Unicode::Digits - Convert UNICODE digits to integers you can do math with


Unicode-Digits documentation Contained in the Unicode-Digits distribution.

Index


Code Index:

NAME

Top

Unicode::Digits - Convert UNICODE digits to integers you can do math with

VERSION

Top

Version 20090607

SYNOPSIS

Top

So, you have matched a string with \d and now want to do some math. What is that you say? The number your captured plus 5 is 5? Oh, that is right \d now matches UNICODE digits not [0-9]. What to do? Well, You can just call digits_to_int and all of your troubles* are over!

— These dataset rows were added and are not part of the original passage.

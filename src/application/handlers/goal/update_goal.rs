//! UpdateGoalHandler - Command handler for partial goal updates.

use std::sync::Arc;

use crate::domain::foundation::{GoalId, UserId};
use crate::domain::goal::{Goal, GoalChanges, GoalError};
use crate::ports::GoalRepository;

/// Command to apply a partial update to a goal.
#[derive(Debug, Clone)]
pub struct UpdateGoalCommand {
    pub user_id: UserId,
    pub goal_id: GoalId,
    pub changes: GoalChanges,
}

/// Handler for partial updates, including the progress/status escape
/// hatch. An update with no fields set is a no-op that still checks the
/// goal exists.
pub struct UpdateGoalHandler {
    goals: Arc<dyn GoalRepository>,
}

impl UpdateGoalHandler {
    pub fn new(goals: Arc<dyn GoalRepository>) -> Self {
        Self { goals }
    }

    pub async fn handle(&self, cmd: UpdateGoalCommand) -> Result<Goal, GoalError> {
        // 1. Load the goal, scoped to its owner
        let mut goal = self
            .goals
            .find_by_id(cmd.goal_id, cmd.user_id)
            .await?
            .ok_or(GoalError::NotFound(cmd.goal_id))?;

        // 2. Nothing to change: return the goal as stored
        if cmd.changes.is_empty() {
            return Ok(goal);
        }

        // 3. Apply and persist
        goal.apply_update(cmd.changes)?;
        if !self.goals.update(&goal).await? {
            return Err(GoalError::NotFound(cmd.goal_id));
        }

        Ok(goal)
    }
}
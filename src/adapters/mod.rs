//! Adapters: implementations of the ports against real infrastructure.
//!
//! Postgres persistence, Argon2 password hashing, JWT tokens, the OpenAI
//! journey generator, and the HTTP surface. Everything here depends on
//! the domain and ports; nothing in the domain depends on anything here.

pub mod ai;
pub mod auth;
pub mod http;
pub mod postgres;
//! UpdateMilestoneHandler - Command handler for milestone status changes.

use std::sync::Arc;

use crate::domain::foundation::{GoalId, UserId};
use crate::domain::goal::{Goal, GoalError, MilestoneStatus};
use crate::ports::GoalRepository;

/// Command to set the status of one weekly milestone.
#[derive(Debug, Clone)]
pub struct UpdateMilestoneCommand {
    pub user_id: UserId,
    pub goal_id: GoalId,
    pub week: u32,
    pub status: MilestoneStatus,
}

/// Handler for milestone updates.
///
/// The aggregate rolls the change up into progress, goal status, and
/// current week, and the repository persists all of it as one write.
pub struct UpdateMilestoneHandler {
    goals: Arc<dyn GoalRepository>,
}

impl UpdateMilestoneHandler {
    pub fn new(goals: Arc<dyn GoalRepository>) -> Self {
        Self { goals }
    }

    pub async fn handle(&self, cmd: UpdateMilestoneCommand) -> Result<Goal, GoalError> {
        // 1. Load the goal, scoped to its owner
        let mut goal = self
            .goals
            .find_by_id(cmd.goal_id, cmd.user_id)
            .await?
            .ok_or(GoalError::NotFound(cmd.goal_id))?;

        // 2. Apply the status change and its rollup
        goal.update_milestone_status(cmd.week, cmd.status)?;

        // 3. Persist milestones, progress, status, and current week together
        if !self.goals.update(&goal).await? {
            return Err(GoalError::NotFound(cmd.goal_id));
        }

        Ok(goal)
    }
}
#[tokio::test]
async fn updating_a_goal_rejects_an_explicit_null_field() {
    let app = app();
    let token = register(&app, "dana@example.com").await;
    let goal_id = create_goal(&app, &token).await;

    let uri = format!("/api/goals/{}", goal_id);
    let (status, body) = send(
        &app,
        json_request("PUT", &uri, Some(&token), json!({"title": null})),
    )
    .await;
    assert_eq!(status, StatusCode::BAD_REQUEST);
    assert_eq!(body["code"], "BAD_REQUEST");
    assert!(body["message"].as_str().unwrap().contains("null"));

    let (status, body) = send(
        &app,
        json_request("PUT", &uri, Some(&token), json!({"title": "Master Go"})),
    )
    .await;
    assert_eq!(status, StatusCode::OK);
    assert_eq!(body["goal"]["title"], "Master Go");
}

#[tokio::test]
async fn a_malformed_goal_id_is_a_bad_request() {
    let app = app();
    let token = register(&app, "dana@example.com").await;

    let (status, body) = send(&app, request("GET", "/api/goals/not-hex", Some(&token))).await;
    assert_eq!(status, StatusCode::BAD_REQUEST);
    assert_eq!(body["code"], "INVALID_ID");
    assert_eq!(body["message"], "Invalid goal ID");
}

#[tokio::test]
async fn deleting_a_goal_removes_it_from_the_listing() {
    let app = app();
    let token = register(&app, "dana@example.com").await;
    let goal_id = create_goal(&app, &token).await;

    let uri = format!("/api/goals/{}", goal_id);
    let (status, body) = send(&app, request("DELETE", &uri, Some(&token))).await;
    assert_eq!(status, StatusCode::OK);
    assert_eq!(body["message"], "Goal deleted successfully");
    assert_eq!(body["deleted_id"], goal_id.as_str());

    let (status, body) = send(&app, request("GET", &uri, Some(&token))).await;
    assert_eq!(status, StatusCode::NOT_FOUND);
    assert_eq!(body["code"], "NOT_FOUND");

    let (status, body) = send(&app, request("GET", "/api/goals", Some(&token))).await;
    assert_eq!(status, StatusCode::OK);
    assert!(body["goals"].as_array().unwrap().is_empty());
}

// =============================================================================
// Check-ins and progress reports
// =============================================================================

#[tokio::test]
async fn checkins_append_and_feed_the_progress_report() {
    let app = app();
    let token = register(&app, "dana@example.com").await;
    let goal_id = create_goal(&app, &token).await;

    let (status, body) = send(
        &app,
        json_request(
            "POST",
            "/api/checkins",
            Some(&token),
            json!({
                "goal_id": goal_id,
                "progress_notes": "Wrote the first CLI",
                "completed_milestones": ["Week 1 learning"],
            }),
        ),
    )
    .await;
    assert_eq!(status, StatusCode::CREATED);
    assert_eq!(body["message"], "Check-in recorded successfully");

    let uri = format!("/api/goals/{}/milestone/1", goal_id);
    let (status, _body) = send(
        &app,
        json_request("PUT", &uri, Some(&token), json!({"status": "completed"})),
    )
    .await;
    assert_eq!(status, StatusCode::OK);

    let uri = format!("/api/progress/{}", goal_id);
    let (status, body) = send(&app, request("GET", &uri, Some(&token))).await;
    assert_eq!(status, StatusCode::OK);
    assert_eq!(body["goal"]["id"], goal_id.as_str());

    let checkins = body["checkins"].as_array().unwrap();
    assert_eq!(checkins.len(), 1);
    assert_eq!(checkins[0]["progress_notes"], "Wrote the first CLI");
    assert_eq!(checkins[0]["completed_milestones"][0], "Week 1 learning");

    // One of four milestones done in the first week.
    let metrics = &body["progress_metrics"];
    assert!((metrics["completion_rate"].as_f64().unwrap() - 0.25).abs() < 1e-9);
    assert!((metrics["velocity"].as_f64().unwrap() - 1.0).abs() < 1e-9);
}
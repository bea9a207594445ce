//! GoalLab - Learning Goal Tracking Backend
//!
//! This crate tracks learning goals with weekly milestone journeys,
//! progress check-ins, and derived progress reports. Journeys come from
//! an AI generator with a deterministic placeholder fallback.

pub mod adapters;
pub mod application;
pub mod config;
pub mod domain;
pub mod ports;
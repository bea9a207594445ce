//! GetProgressReportHandler - Query handler for the goal progress report.

use std::sync::Arc;

use crate::domain::checkin::{Checkin, CheckinError};
use crate::domain::foundation::{GoalId, Timestamp, UserId};
use crate::domain::goal::Goal;
use crate::ports::{CheckinRepository, GoalRepository};

/// Query for the progress report of one goal.
#[derive(Debug, Clone)]
pub struct GetProgressReportQuery {
    pub user_id: UserId,
    pub goal_id: GoalId,
}

/// Derived progress metrics for a goal.
#[derive(Debug, Clone, Copy, PartialEq)]
pub struct ProgressMetrics {
    /// Fraction of milestones completed, 0.0 to 1.0.
    pub completion_rate: f64,
    /// Completed milestones per elapsed week since the goal was created.
    pub velocity: f64,
}

impl ProgressMetrics {
    /// Computes metrics for a goal as of `now`.
    ///
    /// Elapsed time is counted in started weeks with a floor of one, so
    /// a goal created today measures velocity against a single week and
    /// a goal with no milestones reports a zero completion rate.
    pub fn compute(goal: &Goal, now: Timestamp) -> Self {
        let counts = goal.milestone_counts();
        let completion_rate = if counts.total == 0 {
            0.0
        } else {
            counts.completed as f64 / counts.total as f64
        };

        let elapsed_days = now.duration_since(&goal.created_at()).num_days().max(0);
        let elapsed_weeks = ((elapsed_days + 6) / 7).max(1);
        let velocity = counts.completed as f64 / elapsed_weeks as f64;

        Self {
            completion_rate,
            velocity,
        }
    }
}

/// A goal, its recent check-ins, and derived metrics.
#[derive(Debug, Clone)]
pub struct ProgressReport {
    pub goal: Goal,
    pub checkins: Vec<Checkin>,
    pub metrics: ProgressMetrics,
}

/// Handler for assembling progress reports.
pub struct GetProgressReportHandler {
    goals: Arc<dyn GoalRepository>,
    checkins: Arc<dyn CheckinRepository>,
}

impl GetProgressReportHandler {
    pub fn new(goals: Arc<dyn GoalRepository>, checkins: Arc<dyn CheckinRepository>) -> Self {
        Self { goals, checkins }
    }

    pub async fn handle(&self, query: GetProgressReportQuery) -> Result<ProgressReport, CheckinError> {
        // 1. The goal must exist and belong to the requesting user
        let goal = self
            .goals
            .find_by_id(query.goal_id, query.user_id)
            .await?
            .ok_or(CheckinError::GoalNotFound(query.goal_id))?;

        // 2. Recent check-ins, newest first
        let checkins = self.checkins.find_by_goal(query.goal_id).await?;

        // 3. Metrics derived from the goal itself
        let metrics = ProgressMetrics::compute(&goal, Timestamp::now());

        Ok(ProgressReport {
            goal,
            checkins,
            metrics,
        })
    }
}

    use Unicode::Digits qw/digits_to_int/;

    my $string = "forty-two in Mongolian is \x{1814}\x{1812}";
    my $num = digits_to_int $string =~ /(\d+)/;
    print $num + 5, "\n";

FUNCTIONS

Top

digits_to_int(STRING)

The digits_to_int function transliterates a string of UNICODE digit characters to a number you can do math with, non-digit characters are passed through, so "42 is \x{1814}\x{1812}" becomes "42 is 42".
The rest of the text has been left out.